GIs Just Say No
Sir! No Sir!
Directed by David Zeiger
2006, Displaced Films
Running time: 84 minutes.
One of the greatest achievements of the anti-Vietnam War movement was the creation of a GI coffeehouse and counseling network. The first coffeehouse opened outside Ft. Jackson, SC, in late 1967, two-and-a-half years after U.S. troops were sent to Vietnam in large numbers. Within weeks, hundreds of GIs had visited during their off- duty hours. Over the next year, similar projects sprang up outside a dozen other major U.S. bases.
Inside the coffeehouses, a "counter-cultural" spirit of sex, psychedelic drugs, and rock 'n' roll co-existed with a strong antiwar message. Civilian activists from the antiwar movement worked in tandem with active-duty GIs, some of whom had just returned from Vietnam. In some cases, soldiers took the lead in setting political goals, providing GI counseling, and putting out an antiwar newspaper-a staple of every GI organization. By 1971, the GI movement extended from Germany to Vietnam, from enlisted personnel serving in Alaska to Air Force specialists eavesdropping on the Vietnamese in northern Thailand.
Sir! No Sir! is the first documentary film to tell the story of this dynamic and sometimes misunderstood movement. It reveals that resistance within the armed forces was the most important factor after the heroic tenacity of the Vietnamese in convincing Nixon to withdraw U.S. troops from Vietnam.
To tell this incredible story, filmmaker Dave Zeiger uses interviews with participants in this movement such as Vets for Peace President Dave Cline, former Green Beret Don Duncan, Dr. Howard Levy, West Pointer Louis Font, military nurse turned antiwar activist Susan Schnall, and Jane Fonda.
Zeiger focuses on the Oleo Strut coffeehouse outside Ft. Hood in Killeen, TX, where he himself was a civilian activist. It's a good choice, since this was one of the most successful GI projects, attracting national attention when it organized thousands of active- duty GIs to march through Killeen's streets protesting the war.
The film also details the grassroots campaign led by antiwar sailors in San Diego, who conducted a "vote" among local residents on whether the carriers USS Coral Sea and Kitty Hawk should be returned to Vietnam.
The film also makes clear that, in many cases, Black GIs were the most militant and courageous critics of war policies.

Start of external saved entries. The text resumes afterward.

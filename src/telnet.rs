//! Telnet wire bytes: option negotiation sent at connect time and the
//! stateful scanner that picks NAWS window reports out of client input.
//!
//! Clients interleave negotiation replies with raw keystrokes on the same
//! stream, and a report may be split across reads, so the scanner carries
//! a possible marker prefix between calls. Parsing is best-effort: only a
//! byte-exact marker updates anything, malformed bytes fall through as
//! ordinary text and never fault.

pub const IAC: u8 = 255;
pub const DONT: u8 = 254;
pub const DO: u8 = 253;
pub const WILL: u8 = 251;
pub const SB: u8 = 250;
pub const SE: u8 = 240;

pub const OPT_ECHO: u8 = 1;
pub const OPT_SUPPRESS_GO_AHEAD: u8 = 3;
pub const OPT_NAWS: u8 = 31;
pub const OPT_LINEMODE: u8 = 34;

/// `IAC SB NAWS w_hi w_lo h_hi h_lo IAC SE`
const NAWS_REPORT_LEN: usize = 9;

/// Negotiation request sent once per connection: ask for window size
/// reports and put the client terminal into raw, no-echo mode.
pub fn negotiation_request() -> Vec<u8> {
    vec![
        IAC, DO, OPT_NAWS,
        IAC, WILL, OPT_ECHO,
        IAC, WILL, OPT_SUPPRESS_GO_AHEAD,
        IAC, DO, OPT_SUPPRESS_GO_AHEAD,
        IAC, DONT, OPT_LINEMODE,
    ]
}

/// Sent after negotiation: clear once, home, hide the cursor. Per-frame
/// output only homes the cursor, so redraw stays flicker-free.
pub const SCREEN_SETUP: &[u8] = b"\x1b[2J\x1b[H\x1b[?25l";

/// Per-frame prefix.
pub const CURSOR_HOME: &str = "\x1b[H";

/// Best-effort restore written before a session ends.
pub const CURSOR_RESTORE: &[u8] = b"\x1b[0m\x1b[?25h\r\n";

/// Result of feeding one input chunk through the scanner.
#[derive(Debug, Default, PartialEq, Eq)]
pub struct Scan {
    /// Input with matched window reports stripped out.
    pub text: Vec<u8>,
    /// Last valid window report in the chunk, if any.
    pub window: Option<(u16, u16)>,
}

/// Carries a partial window-report marker across chunk seams.
#[derive(Debug, Default)]
pub struct NawsScanner {
    pending: Vec<u8>,
}

impl NawsScanner {
    pub fn new() -> Self {
        Self::default()
    }

    pub fn scan(&mut self, input: &[u8]) -> Scan {
        let mut buf = std::mem::take(&mut self.pending);
        buf.extend_from_slice(input);

        let mut scan = Scan::default();
        let mut i = 0;
        while i < buf.len() {
            let rest = &buf[i..];
            if rest[0] == IAC {
                if rest.len() >= NAWS_REPORT_LEN && is_window_report(&rest[..NAWS_REPORT_LEN]) {
                    let cols = u16::from_be_bytes([rest[3], rest[4]]);
                    let rows = u16::from_be_bytes([rest[5], rest[6]]);
                    // A zero dimension is a report we cannot render to;
                    // strip it but keep the previous geometry.
                    if cols > 0 && rows > 0 {
                        scan.window = Some((cols, rows));
                    }
                    i += NAWS_REPORT_LEN;
                    continue;
                }
                if rest.len() < NAWS_REPORT_LEN && is_window_report(rest) {
                    self.pending = rest.to_vec();
                    return scan;
                }
            }
            scan.text.push(rest[0]);
            i += 1;
        }
        scan
    }
}

fn marker_byte_matches(position: usize, byte: u8) -> bool {
    match position {
        0 => byte == IAC,
        1 => byte == SB,
        2 => byte == OPT_NAWS,
        7 => byte == IAC,
        8 => byte == SE,
        // Positions 3..=6 carry the big-endian width and height.
        _ => true,
    }
}

/// A full marker, or any prefix of one when fewer than nine bytes are
/// available.
fn is_window_report(bytes: &[u8]) -> bool {
    bytes
        .iter()
        .enumerate()
        .all(|(position, &byte)| marker_byte_matches(position, byte))
}

#[cfg(test)]
mod tests {
    use super::{NawsScanner, IAC, SB, SE};

    const REPORT_80X24: [u8; 9] = [255, 250, 31, 0, 80, 0, 24, 255, 240];

    #[test]
    fn whole_report_updates_window_and_leaves_no_text() {
        let mut scanner = NawsScanner::new();
        let scan = scanner.scan(&REPORT_80X24);
        assert_eq!(scan.window, Some((80, 24)));
        assert!(scan.text.is_empty());
    }

    #[test]
    fn report_split_across_chunks_still_matches() {
        let mut scanner = NawsScanner::new();
        let first = scanner.scan(&REPORT_80X24[..5]);
        assert_eq!(first.window, None);
        assert!(first.text.is_empty());

        let second = scanner.scan(&REPORT_80X24[5..]);
        assert_eq!(second.window, Some((80, 24)));
        assert!(second.text.is_empty());
    }

    #[test]
    fn byte_at_a_time_delivery_still_matches() {
        let mut scanner = NawsScanner::new();
        let mut window = None;
        for &byte in &REPORT_80X24 {
            if let Some(w) = scanner.scan(&[byte]).window {
                window = Some(w);
            }
        }
        assert_eq!(window, Some((80, 24)));
    }

    #[test]
    fn mismatched_terminator_leaves_window_unchanged() {
        let mut bad = REPORT_80X24;
        bad[8] = 241;
        let mut scanner = NawsScanner::new();
        let first = scanner.scan(&bad[..5]);
        assert_eq!(first.window, None);
        let second = scanner.scan(&bad[5..]);
        assert_eq!(second.window, None);
        // The near-miss bytes come back out as ordinary text.
        assert_eq!(first.text.len() + second.text.len(), bad.len());
    }

    #[test]
    fn zero_dimension_is_stripped_but_ignored() {
        let zero_width = [255, 250, 31, 0, 0, 0, 24, 255, 240];
        let mut scanner = NawsScanner::new();
        let scan = scanner.scan(&zero_width);
        assert_eq!(scan.window, None);
        assert!(scan.text.is_empty());
    }

    #[test]
    fn keystrokes_around_a_report_survive_stripping() {
        let mut input = b"ab".to_vec();
        input.extend_from_slice(&REPORT_80X24);
        input.extend_from_slice(b"cd");
        let mut scanner = NawsScanner::new();
        let scan = scanner.scan(&input);
        assert_eq!(scan.text, b"abcd");
        assert_eq!(scan.window, Some((80, 24)));
    }

    #[test]
    fn last_of_several_reports_wins() {
        let mut input = REPORT_80X24.to_vec();
        input.extend_from_slice(&[IAC, SB, 31, 0, 100, 0, 40, IAC, SE]);
        let mut scanner = NawsScanner::new();
        let scan = scanner.scan(&input);
        assert_eq!(scan.window, Some((100, 40)));
    }

    #[test]
    fn lone_iac_at_end_of_chunk_is_held_back() {
        let mut scanner = NawsScanner::new();
        let scan = scanner.scan(&[b'x', IAC]);
        assert_eq!(scan.text, b"x");
        // Continuation that rules the marker out flushes it as text.
        let scan = scanner.scan(&[b'y']);
        assert_eq!(scan.text, vec![IAC, b'y']);
    }
}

It also appears that they suffered more physical abuse from the command than did white critics of the war. The story of their principled refusal to be used as riot police against their own communities, which were rebelling after the murder of Martin Luther King Jr., is well told. Greg Payton, a Black Vietnam vet, provides an account of how mostly Black inmates protested conditions at the Long Binh Jail in Vietnam by burning some of the buildings to the ground.

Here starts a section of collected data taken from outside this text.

//! Birdcage headless host.
//!
//! Runs the capture-and-rescue core without a window:
//!
//! 1. Load `config.ini` into [`GameConfig`] (defaults when missing)
//! 2. Build the ECS world, observers and the update schedule
//! 3. Spawn the level from a JSON scenario
//! 4. Run fixed-rate ticks, applying scripted actions, until the round ends
//!    or the tick limit is reached
//!
//! # Running
//!
//! ```sh
//! RUST_LOG=debug cargo run --release -- --scenario scenarios/demo.json
//! ```

use birdcage::game::{build_schedule, register_observers, setup_world, start_round, step};
use birdcage::resources::gameconfig::GameConfig;
use birdcage::resources::gamestate::GameState;
use birdcage::resources::worldsignals::WorldSignals;
use birdcage::scenario::Scenario;
use bevy_ecs::prelude::*;
use clap::Parser;
use std::path::PathBuf;

/// Birdcage capture-and-rescue simulation
#[derive(Parser)]
#[command(version, about = "Runs a capture-and-rescue round headlessly from a scenario script.")]
struct Cli {
    /// Path to the INI configuration file.
    #[arg(long, value_name = "PATH", default_value = "./config.ini")]
    config: PathBuf,

    /// Path to the JSON scenario to play.
    #[arg(long, value_name = "PATH", default_value = "scenarios/demo.json")]
    scenario: PathBuf,

    /// Stop after this many ticks even if the round is still running.
    #[arg(long)]
    ticks: Option<u64>,
}

fn main() {
    env_logger::Builder::from_env(env_logger::Env::default().default_filter_or("info")).init();

    let cli = Cli::parse();

    let mut config = GameConfig::with_path(&cli.config);
    if let Err(e) = config.load_from_file() {
        log::warn!("{}. Using default configuration.", e);
    }

    let scenario = match Scenario::load_from_file(&cli.scenario) {
        Ok(scenario) => scenario,
        Err(e) => {
            eprintln!("Error: {e}");
            std::process::exit(1);
        }
    };

    let dt = config.tick_delta();
    let max_ticks = cli.ticks.unwrap_or_else(|| {
        // Default: the whole round plus one second of slack.
        let round_ticks = (config.round_duration / dt).ceil() as u64;
        round_ticks.max(scenario.last_tick().unwrap_or(0)) + config.tick_rate as u64
    });

    // --------------- ECS world + resources ---------------
    let mut world = World::new();
    setup_world(&mut world, config);
    register_observers(&mut world);

    let entities = scenario.spawn(&mut world);
    log::info!(
        "Scenario loaded: {} birds, {} holders, {} actions",
        scenario.birds.len(),
        scenario.holders.len(),
        scenario.actions.len()
    );

    start_round(&mut world);

    let mut update = build_schedule();

    // --------------- Main loop ---------------
    let mut tick: u64 = 0;
    while tick < max_ticks {
        if world.resource::<WorldSignals>().has_flag("game_over") {
            break;
        }
        scenario.apply(&mut world, tick, &entities);
        step(&mut world, &mut update, dt);
        tick += 1;
    }

    let state = world.resource::<GameState>().get().clone();
    let signals = world.resource::<WorldSignals>();
    log::info!(
        "Stopped after {} ticks in state {:?}. Scene: {:?}, caged: {:?}, round left: {:?}",
        tick,
        state,
        signals.get_string("scene"),
        signals.get_integer("cage:captured"),
        signals.get_string("round:display")
    );
}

Probably because of a dearth of documentary material, the film doesn't devote much time to the antiwar organizing that went on in the combat zones of Vietnam-although this was the Pentagon's greatest concern. One report of "combat refusal" at Fire Base Pace is featured, with footage and segments by journalist Richard Boyle, who captures the drama of one company and then another refusing orders to go out on patrol against a vastly superior Vietnamese force. During a two-and-a-half-year period from 1969 to 1971, there were dozens of such "combat refusals" and 435 "fragging" incidents (attacking members of one's unit using fragmentation grenades) in which 80 percent of the targets were officers.
Sir! No Sir! is not without deficiencies, however. It makes no mention of the work of the American Servicemen's Union; its support fund, which raised money for the movement; or its influential newspaper, The Bond. It also fails to acknowledge the Pacific Counseling Services at Asian bases or the Concerned Officers Movement (COM), which brought many low-ranking officers into the antiwar struggle.
Perhaps the film's greatest defect is its muddled treatment of the war crimes issue as it relates to low-ranking combat veterans. It features only one witness from the Winter Soldier Investigation of war crimes in Vietnam and does not delve into the "search-and-destroy zones" and "body counting" that were conceived at the highest levels of the civilian and military leadership. It is also erroneously stated that Lt. William Calley was the highest-ranking person charged with the My Lai massacre. In fact, his superiors Captain Ernest Medina and Lt. Col. Oran Henderson were also court-marshaled, although both were eventually acquitted.
Yet none of these shortcomings should deter anyone from seeing this historic film and working to broaden its distribution. Sir! No Sir! restores an important chapter to our living history. While it's important to study the history of earlier antiwar struggles, activists should always ask: How can we apply these lessons to our situation today? So far, no one has organized a GI coffeehouse to serve the tens of thousands of soldiers who have been sent to fight in Iraq. Still, within the movement of anti-Iraq War vets, one can hear murmurs of such a revival.